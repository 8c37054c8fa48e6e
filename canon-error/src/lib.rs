//! Contains the common [`ErrorKind`] trait used by all errors to display user-facing error
//! messages.
//!
//! Canonicalization has no source file to point into. Instead, every [`Error`] carries the
//! rendered form of the expression it originated from, and its spans index into that text.

extern crate self as canon_error;

pub use ariadne;

use ariadne::{Color, Report, Source};
use std::{any::Any, fmt::{self, Debug, Display, Formatter}, ops::Range};

/// The color to use to highlight expressions.
pub const EXPR: Color = Color::RGB(52, 235, 152);

/// Represents any kind of error that can occur during some operation.
pub trait ErrorKind: Debug + Send + Sync {
    /// Returns `self` as [`Any`], so that callers can recover the concrete error kind.
    fn as_any(&self) -> &dyn Any;

    /// The one-line message describing the error.
    fn message(&self) -> String;

    /// Builds the report for this error.
    fn build_report<'a>(
        &self,
        src_id: &'a str,
        spans: &[Range<usize>],
    ) -> Report<(&'a str, Range<usize>)>;
}

/// An error associated with regions of a rendered expression that can be highlighted.
#[derive(Debug)]
pub struct Error {
    /// The rendered expression that this error originated from.
    pub src: String,

    /// The regions of [`Error::src`] that this error originated from.
    pub spans: Vec<Range<usize>>,

    /// The kind of error that occurred.
    pub kind: Box<dyn ErrorKind>,
}

impl Error {
    /// Creates a new error with the given source text, spans and kind.
    pub fn new(
        src: impl Into<String>,
        spans: Vec<Range<usize>>,
        kind: impl ErrorKind + 'static,
    ) -> Self {
        Self { src: src.into(), spans, kind: Box::new(kind) }
    }

    /// Returns the error kind as `K`, if it is one.
    pub fn kind_as<K: ErrorKind + 'static>(&self) -> Option<&K> {
        self.kind.as_any().downcast_ref::<K>()
    }

    /// Returns true if the error kind is `K`.
    pub fn is<K: ErrorKind + 'static>(&self) -> bool {
        self.kind_as::<K>().is_some()
    }

    /// Build a report from this error kind.
    pub fn build_report<'a>(&self, src_id: &'a str) -> Report<(&'a str, Range<usize>)> {
        self.kind.build_report(src_id, &self.spans)
    }

    /// Renders the report for this error into a string.
    pub fn report_to_string(&self, src_id: &str) -> String {
        let mut buf = Vec::new();

        // writing into a `Vec` cannot fail
        let _ = self.build_report(src_id).write((src_id, Source::from(&self.src)), &mut buf);
        String::from_utf8_lossy(&buf).into_owned()
    }

    /// Prints the report for this error to stderr.
    pub fn report_to_stderr(&self, src_id: &str) {
        let _ = self.build_report(src_id).eprint((src_id, Source::from(&self.src)));
    }
}

impl Display for Error {
    fn fmt(&self, f: &mut Formatter<'_>) -> fmt::Result {
        write!(f, "{} (in `{}`)", self.kind.message(), self.src)
    }
}

impl std::error::Error for Error {}

#[cfg(test)]
mod tests {
    use canon_attrs::ErrorKind;
    use super::*;

    /// A factor could not be multiplied.
    #[derive(Debug, ErrorKind)]
    #[error(
        message = format!("cannot multiply by `{}`", self.factor),
        labels = ["this factor"],
        help = "remove the factor from the product",
    )]
    struct CannotMultiply {
        factor: String,
    }

    /// Something was undefined.
    #[derive(Debug, ErrorKind)]
    #[error(message = "undefined", labels = ["", "this one"])]
    struct Undefined;

    fn strip(report: String) -> String {
        String::from_utf8(strip_ansi_escapes::strip(report.as_bytes())).unwrap()
    }

    #[test]
    fn report_contains_message_and_label() {
        let err = Error::new("a*(x<y)", vec![2..7], CannotMultiply { factor: "x<y".to_string() });
        let report = strip(err.report_to_string("expr"));

        assert!(report.contains("cannot multiply by `x<y`"));
        assert!(report.contains("this factor"));
        assert!(report.contains("remove the factor from the product"));
        assert!(report.contains("a*(x<y)"));
    }

    #[test]
    fn empty_labels_are_skipped() {
        let err = Error::new("0^-1", vec![0..1, 2..4], Undefined);
        let report = strip(err.report_to_string("expr"));

        assert!(report.contains("undefined"));
        assert!(report.contains("this one"));
    }

    #[test]
    fn downcast_kind() {
        let err = Error::new("x", vec![], Undefined);
        assert!(err.is::<Undefined>());
        assert!(err.kind_as::<CannotMultiply>().is_none());
        assert_eq!(err.to_string(), "undefined (in `x`)");
    }
}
+ + + +
Return the whole listing exactly.

■ Written response:
repository 8c37054c8fa48e6e
filename canon-error/src/lib.rs
//! Contains the common [`ErrorKind`] trait used by all errors to display user-facing error
//! messages.
//!
//! Canonicalization has no source file to point into. Instead, every [`Error`] carries the
//! rendered form of the expression it originated from, and its spans index into that text.

extern crate self as canon_error;

pub use ariadne;

use ariadne::{Color, Report, Source};
use std::{any::Any, fmt::{self, Debug, Display, Formatter}, ops::Range};

/// The color to use to highlight expressions.
pub const EXPR: Color = Color::RGB(52, 235, 152);

/// Represents any kind of error that can occur during some operation.
pub trait ErrorKind: Debug + Send + Sync {
    /// Returns `self` as [`Any`], so that callers can recover the concrete error kind.
    fn as_any(&self) -> &dyn Any;

    /// The one-line message describing the error.
    fn message(&self) -> String;

    /// Builds the report for this error.
    fn build_report<'a>(
        &self,
        src_id: &'a str,
        spans: &[Range<usize>],
    ) -> Report<(&'a str, Range<usize>)>;
}

/// An error associated with regions of a rendered expression that can be highlighted.
#[derive(Debug)]
pub struct Error {
    /// The rendered expression that this error originated from.
    pub src: String,

    /// The regions of [`Error::src`] that this error originated from.
    pub spans: Vec<Range<usize>>,

    /// The kind of error that occurred.
    pub kind: Box<dyn ErrorKind>,
}

impl Error {
    /// Creates a new error with the given source text, spans and kind.
    pub fn new(
        src: impl Into<String>,
        spans: Vec<Range<usize>>,
        kind: impl ErrorKind + 'static,
    ) -> Self {
        Self { src: src.into(), spans, kind: Box::new(kind) }
    }

    /// Returns the error kind as `K`, if it is one.
    pub fn kind_as<K: ErrorKind + 'static>(&self) -> Option<&K> {
        self.kind.as_any().downcast_ref::<K>()
    }

    /// Returns true if the error kind is `K`.
    pub fn is<K: ErrorKind + 'static>(&self) -> bool {
        self.kind_as::<K>().is_some()
    }

    /// Build a report from this error kind.
    pub fn build_report<'a>(&self, src_id: &'a str) -> Report<(&'a str, Range<usize>)> {
        self.kind.build_report(src_id, &self.spans)
    }

    /// Renders the report for this error into a string.
    pub fn report_to_string(&self, src_id: &str) -> String {
        let mut buf = Vec::new();

        // writing into a `Vec` cannot fail
        let _ = self.build_report(src_id).write((src_id, Source::from(&self.src)), &mut buf);
        String::from_utf8_lossy(&buf).into_owned()
    }

    /// Prints the report for this error to stderr.
    pub fn report_to_stderr(&self, src_id: &str) {
        let _ = self.build_report(src_id).eprint((src_id, Source::from(&self.src)));
    }
}

impl Display for Error {
    fn fmt(&self, f: &mut Formatter<'_>) -> fmt::Result {
        write!(f, "{} (in `{}`)", self.kind.message(), self.src)
    }
}

impl std::error::Error for Error {}

#[cfg(test)]
mod tests {
    use canon_attrs::ErrorKind;
    use super::*;

    /// A factor could not be multiplied.
    #[derive(Debug, ErrorKind)]
    #[error(
        message = format!("cannot multiply by `{}`", self.factor),
        labels = ["this factor"],
        help = "remove the factor from the product",
    )]
    struct CannotMultiply {
        factor: String,
    }

    /// Something was undefined.
    #[derive(Debug, ErrorKind)]
    #[error(message = "undefined", labels = ["", "this one"])]
    struct Undefined;

    fn strip(report: String) -> String {
        String::from_utf8(strip_ansi_escapes::strip(report.as_bytes())).unwrap()
    }

    #[test]
    fn report_contains_message_and_label() {
        let err = Error::new("a*(x<y)", vec![2..7], CannotMultiply { factor: "x<y".to_string() });
        let report = strip(err.report_to_string("expr"));

        assert!(report.contains("cannot multiply by `x<y`"));
        assert!(report.contains("this factor"));
        assert!(report.contains("remove the factor from the product"));
        assert!(report.contains("a*(x<y)"));
    }

    #[test]
    fn empty_labels_are_skipped() {
        let err = Error::new("0^-1", vec![0..1, 2..4], Undefined);
        let report = strip(err.report_to_string("expr"));

        assert!(report.contains("undefined"));
        assert!(report.contains("this one"));
    }

    #[test]
    fn downcast_kind() {
        let err = Error::new("x", vec![], Undefined);
        assert!(err.is::<Undefined>());
        assert!(err.kind_as::<CannotMultiply>().is_none());
        assert_eq!(err.to_string(), "undefined (in `x`)");
    }
}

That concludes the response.